Key Performance Indicators Of Electrical Steel

Mar 01, 2024 Leave a message

Electrical steel is generally used to make original components of motors and transformers. Motors, transformers and other electrical components are generally required to have high efficiency, low power consumption, small size and light weight. Electrical steel plates usually use core loss and magnetic induction intensity as the guaranteed magnetic properties of the product. The performance requirements for electrical steel plates are as follows.


Requirements for magnetic anisotropy

The motor works in a running state. The iron core is composed of a stator and a rotor made of toothed circular punched sheets. The electrical steel plate is required to be magnetically isotropic, so it is made of non-oriented cold-rolled electrical steel or hot-rolled silicon steel.

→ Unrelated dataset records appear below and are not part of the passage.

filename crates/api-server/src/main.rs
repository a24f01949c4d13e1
fn main() -> anyhow::Result<()> {
    tokio::runtime::Builder::new_multi_thread()
        .enable_all()
        .build()?
        .block_on(api_server::run_server())
}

Generally, it is required that the difference in vertical and horizontal iron losses is less than 8%, and the difference in magnetic induction is less than 10%.

non-oriented electrical steel

The transformer works in a static state. The cores of large and medium-sized inductors are made of laminated strips. Some distribution transformers, current and voltage transformers, and pulse transformers are made of wound cores. This ensures cutting and magnetization in the rolling direction of electrical steel plates. Therefore, All are made of cold-rolled oriented silicon steel. Some small transformer cores are made of E-1 type punched sheets, which can only ensure that the yoke of the punched sheets is magnetized along the rolling direction. In addition to being made of oriented silicon steel, non-oriented electrical steel is also commonly used. The stator core of a large steam turbine generator can also be punched into sector-shaped wells of oriented silicon steel plates and overlapped into a circular core, so that the yoke of the sector-shaped sheets is parallel to the rolling direction of the steel plate and the teeth are perpendicular to the rolling direction.

silicon electrical steel

 

Good film processing performance

Users have a heavy workload of punching and shearing when using electrical steel plates. A small motor core requires thousands of 0.50mm thick punched sheets to be stacked. The stator core of a 600MW turbine generator is made of hundreds of thousands of 0.50mm thick sector-shaped punched sheets, which requires about 400t of high-grade non-oriented silicon steel. The core of a 360MV·A power transformer is made of about 100,000 0.35mm or 0.30mrn thick strips, requiring more than 300t of oriented silicon steel. Therefore, the electrical steel plate should have good punching properties, which is especially important for micro and small motors. Good punching performance can increase the life of the punching die and scissors, ensure accurate punching and shearing sheet dimensions, and reduce punching and shearing sheet burrs. Burrs cause short circuits between laminations and reduce the lamination coefficient (that is, the effective use of space in the core).